**Problem statement**
Copy out all of the data below with no alterations.

Top of Study material

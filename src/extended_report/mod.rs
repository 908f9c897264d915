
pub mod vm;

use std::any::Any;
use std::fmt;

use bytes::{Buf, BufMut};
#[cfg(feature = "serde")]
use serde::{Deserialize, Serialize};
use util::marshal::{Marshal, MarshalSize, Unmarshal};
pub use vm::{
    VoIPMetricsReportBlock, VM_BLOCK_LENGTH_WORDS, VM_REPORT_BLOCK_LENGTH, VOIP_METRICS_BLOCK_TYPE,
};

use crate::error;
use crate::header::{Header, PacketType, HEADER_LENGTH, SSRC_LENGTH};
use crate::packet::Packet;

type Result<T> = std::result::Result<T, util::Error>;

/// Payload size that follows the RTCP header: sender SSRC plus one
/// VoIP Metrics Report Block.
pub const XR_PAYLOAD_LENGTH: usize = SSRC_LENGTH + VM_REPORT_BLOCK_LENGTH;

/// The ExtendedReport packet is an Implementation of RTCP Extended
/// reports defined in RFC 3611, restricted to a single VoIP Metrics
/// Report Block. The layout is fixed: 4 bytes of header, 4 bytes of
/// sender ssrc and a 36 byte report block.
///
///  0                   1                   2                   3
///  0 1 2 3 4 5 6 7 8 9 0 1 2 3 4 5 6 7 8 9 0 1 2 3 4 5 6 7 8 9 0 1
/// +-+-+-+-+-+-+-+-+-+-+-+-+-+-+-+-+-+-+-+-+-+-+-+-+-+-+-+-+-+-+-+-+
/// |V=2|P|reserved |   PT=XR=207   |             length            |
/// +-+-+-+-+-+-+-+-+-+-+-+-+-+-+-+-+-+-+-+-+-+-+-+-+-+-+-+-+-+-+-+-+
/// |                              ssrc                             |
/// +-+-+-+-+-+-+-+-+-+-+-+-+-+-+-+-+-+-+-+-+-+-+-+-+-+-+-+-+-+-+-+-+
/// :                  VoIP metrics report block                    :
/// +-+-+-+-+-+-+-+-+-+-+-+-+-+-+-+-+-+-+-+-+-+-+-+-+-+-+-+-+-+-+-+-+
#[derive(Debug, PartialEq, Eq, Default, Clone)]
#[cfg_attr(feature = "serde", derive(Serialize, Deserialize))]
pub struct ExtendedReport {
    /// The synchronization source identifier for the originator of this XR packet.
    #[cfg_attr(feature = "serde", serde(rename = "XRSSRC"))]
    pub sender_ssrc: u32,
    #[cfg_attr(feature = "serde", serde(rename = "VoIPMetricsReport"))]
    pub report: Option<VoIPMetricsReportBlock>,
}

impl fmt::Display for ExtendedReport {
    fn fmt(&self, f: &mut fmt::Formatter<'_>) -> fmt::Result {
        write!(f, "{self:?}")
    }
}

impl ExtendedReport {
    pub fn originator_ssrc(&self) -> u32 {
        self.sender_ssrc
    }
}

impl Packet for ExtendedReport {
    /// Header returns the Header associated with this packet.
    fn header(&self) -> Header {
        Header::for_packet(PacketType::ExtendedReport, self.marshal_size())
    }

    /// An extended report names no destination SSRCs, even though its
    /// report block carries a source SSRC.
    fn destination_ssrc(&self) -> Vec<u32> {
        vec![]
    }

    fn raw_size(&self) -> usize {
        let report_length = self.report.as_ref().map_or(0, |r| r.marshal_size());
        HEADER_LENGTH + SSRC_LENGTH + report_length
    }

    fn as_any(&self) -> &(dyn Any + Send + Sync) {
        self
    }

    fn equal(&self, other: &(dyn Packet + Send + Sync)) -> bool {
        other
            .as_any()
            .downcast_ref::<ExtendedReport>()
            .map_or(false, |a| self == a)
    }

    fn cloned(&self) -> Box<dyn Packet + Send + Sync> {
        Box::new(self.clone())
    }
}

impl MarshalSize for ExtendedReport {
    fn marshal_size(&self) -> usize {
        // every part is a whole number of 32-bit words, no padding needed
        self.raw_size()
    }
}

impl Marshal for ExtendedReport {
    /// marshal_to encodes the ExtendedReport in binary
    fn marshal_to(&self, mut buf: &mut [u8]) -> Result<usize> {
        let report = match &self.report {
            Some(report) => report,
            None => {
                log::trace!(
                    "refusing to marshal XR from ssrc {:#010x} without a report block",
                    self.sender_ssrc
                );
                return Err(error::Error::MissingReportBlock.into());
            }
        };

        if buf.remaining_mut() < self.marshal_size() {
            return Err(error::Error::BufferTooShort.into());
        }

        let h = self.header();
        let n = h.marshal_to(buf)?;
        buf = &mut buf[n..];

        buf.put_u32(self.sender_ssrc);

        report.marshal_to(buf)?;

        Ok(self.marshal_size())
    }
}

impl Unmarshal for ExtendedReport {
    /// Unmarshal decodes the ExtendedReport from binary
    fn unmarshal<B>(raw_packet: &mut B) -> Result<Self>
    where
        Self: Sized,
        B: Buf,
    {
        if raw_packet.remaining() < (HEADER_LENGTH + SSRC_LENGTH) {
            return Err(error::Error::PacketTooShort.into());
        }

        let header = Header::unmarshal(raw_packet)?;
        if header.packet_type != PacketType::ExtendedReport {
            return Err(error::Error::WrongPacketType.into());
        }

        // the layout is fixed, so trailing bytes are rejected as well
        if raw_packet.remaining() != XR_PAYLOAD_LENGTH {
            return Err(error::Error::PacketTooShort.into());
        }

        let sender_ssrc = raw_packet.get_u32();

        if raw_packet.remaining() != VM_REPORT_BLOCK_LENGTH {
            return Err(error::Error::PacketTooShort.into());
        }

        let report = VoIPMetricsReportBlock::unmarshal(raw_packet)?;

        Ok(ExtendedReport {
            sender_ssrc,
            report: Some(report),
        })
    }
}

Bottom of Study material

**Response area**
filename src/extended_report/mod.rs
repository 908f9c897264d915

pub mod vm;

use std::any::Any;
use std::fmt;

use bytes::{Buf, BufMut};
#[cfg(feature = "serde")]
use serde::{Deserialize, Serialize};
use util::marshal::{Marshal, MarshalSize, Unmarshal};
pub use vm::{
    VoIPMetricsReportBlock, VM_BLOCK_LENGTH_WORDS, VM_REPORT_BLOCK_LENGTH, VOIP_METRICS_BLOCK_TYPE,
};

use crate::error;
use crate::header::{Header, PacketType, HEADER_LENGTH, SSRC_LENGTH};
use crate::packet::Packet;

type Result<T> = std::result::Result<T, util::Error>;

/// Payload size that follows the RTCP header: sender SSRC plus one
/// VoIP Metrics Report Block.
pub const XR_PAYLOAD_LENGTH: usize = SSRC_LENGTH + VM_REPORT_BLOCK_LENGTH;

/// The ExtendedReport packet is an Implementation of RTCP Extended
/// reports defined in RFC 3611, restricted to a single VoIP Metrics
/// Report Block. The layout is fixed: 4 bytes of header, 4 bytes of
/// sender ssrc and a 36 byte report block.
///
///  0                   1                   2                   3
///  0 1 2 3 4 5 6 7 8 9 0 1 2 3 4 5 6 7 8 9 0 1 2 3 4 5 6 7 8 9 0 1
/// +-+-+-+-+-+-+-+-+-+-+-+-+-+-+-+-+-+-+-+-+-+-+-+-+-+-+-+-+-+-+-+-+
/// |V=2|P|reserved |   PT=XR=207   |             length            |
/// +-+-+-+-+-+-+-+-+-+-+-+-+-+-+-+-+-+-+-+-+-+-+-+-+-+-+-+-+-+-+-+-+
/// |                              ssrc                             |
/// +-+-+-+-+-+-+-+-+-+-+-+-+-+-+-+-+-+-+-+-+-+-+-+-+-+-+-+-+-+-+-+-+
/// :                  VoIP metrics report block                    :
/// +-+-+-+-+-+-+-+-+-+-+-+-+-+-+-+-+-+-+-+-+-+-+-+-+-+-+-+-+-+-+-+-+
#[derive(Debug, PartialEq, Eq, Default, Clone)]
#[cfg_attr(feature = "serde", derive(Serialize, Deserialize))]
pub struct ExtendedReport {
    /// The synchronization source identifier for the originator of this XR packet.
    #[cfg_attr(feature = "serde", serde(rename = "XRSSRC"))]
    pub sender_ssrc: u32,
    #[cfg_attr(feature = "serde", serde(rename = "VoIPMetricsReport"))]
    pub report: Option<VoIPMetricsReportBlock>,
}

impl fmt::Display for ExtendedReport {
    fn fmt(&self, f: &mut fmt::Formatter<'_>) -> fmt::Result {
        write!(f, "{self:?}")
    }
}

impl ExtendedReport {
    pub fn originator_ssrc(&self) -> u32 {
        self.sender_ssrc
    }
}

impl Packet for ExtendedReport {
    /// Header returns the Header associated with this packet.
    fn header(&self) -> Header {
        Header::for_packet(PacketType::ExtendedReport, self.marshal_size())
    }

    /// An extended report names no destination SSRCs, even though its
    /// report block carries a source SSRC.
    fn destination_ssrc(&self) -> Vec<u32> {
        vec![]
    }

    fn raw_size(&self) -> usize {
        let report_length = self.report.as_ref().map_or(0, |r| r.marshal_size());
        HEADER_LENGTH + SSRC_LENGTH + report_length
    }

    fn as_any(&self) -> &(dyn Any + Send + Sync) {
        self
    }

    fn equal(&self, other: &(dyn Packet + Send + Sync)) -> bool {
        other
            .as_any()
            .downcast_ref::<ExtendedReport>()
            .map_or(false, |a| self == a)
    }

    fn cloned(&self) -> Box<dyn Packet + Send + Sync> {
        Box::new(self.clone())
    }
}

impl MarshalSize for ExtendedReport {
    fn marshal_size(&self) -> usize {
        // every part is a whole number of 32-bit words, no padding needed
        self.raw_size()
    }
}

impl Marshal for ExtendedReport {
    /// marshal_to encodes the ExtendedReport in binary
    fn marshal_to(&self, mut buf: &mut [u8]) -> Result<usize> {
        let report = match &self.report {
            Some(report) => report,
            None => {
                log::trace!(
                    "refusing to marshal XR from ssrc {:#010x} without a report block",
                    self.sender_ssrc
                );
                return Err(error::Error::MissingReportBlock.into());
            }
        };

        if buf.remaining_mut() < self.marshal_size() {
            return Err(error::Error::BufferTooShort.into());
        }

        let h = self.header();
        let n = h.marshal_to(buf)?;
        buf = &mut buf[n..];

        buf.put_u32(self.sender_ssrc);

        report.marshal_to(buf)?;

        Ok(self.marshal_size())
    }
}

impl Unmarshal for ExtendedReport {
    /// Unmarshal decodes the ExtendedReport from binary
    fn unmarshal<B>(raw_packet: &mut B) -> Result<Self>
    where
        Self: Sized,
        B: Buf,
    {
        if raw_packet.remaining() < (HEADER_LENGTH + SSRC_LENGTH) {
            return Err(error::Error::PacketTooShort.into());
        }

        let header = Header::unmarshal(raw_packet)?;
        if header.packet_type != PacketType::ExtendedReport {
            return Err(error::Error::WrongPacketType.into());
        }

        // the layout is fixed, so trailing bytes are rejected as well
        if raw_packet.remaining() != XR_PAYLOAD_LENGTH {
            return Err(error::Error::PacketTooShort.into());
        }

        let sender_ssrc = raw_packet.get_u32();

        if raw_packet.remaining() != VM_REPORT_BLOCK_LENGTH {
            return Err(error::Error::PacketTooShort.into());
        }

        let report = VoIPMetricsReportBlock::unmarshal(raw_packet)?;

        Ok(ExtendedReport {
            sender_ssrc,
            report: Some(report),
        })
    }
}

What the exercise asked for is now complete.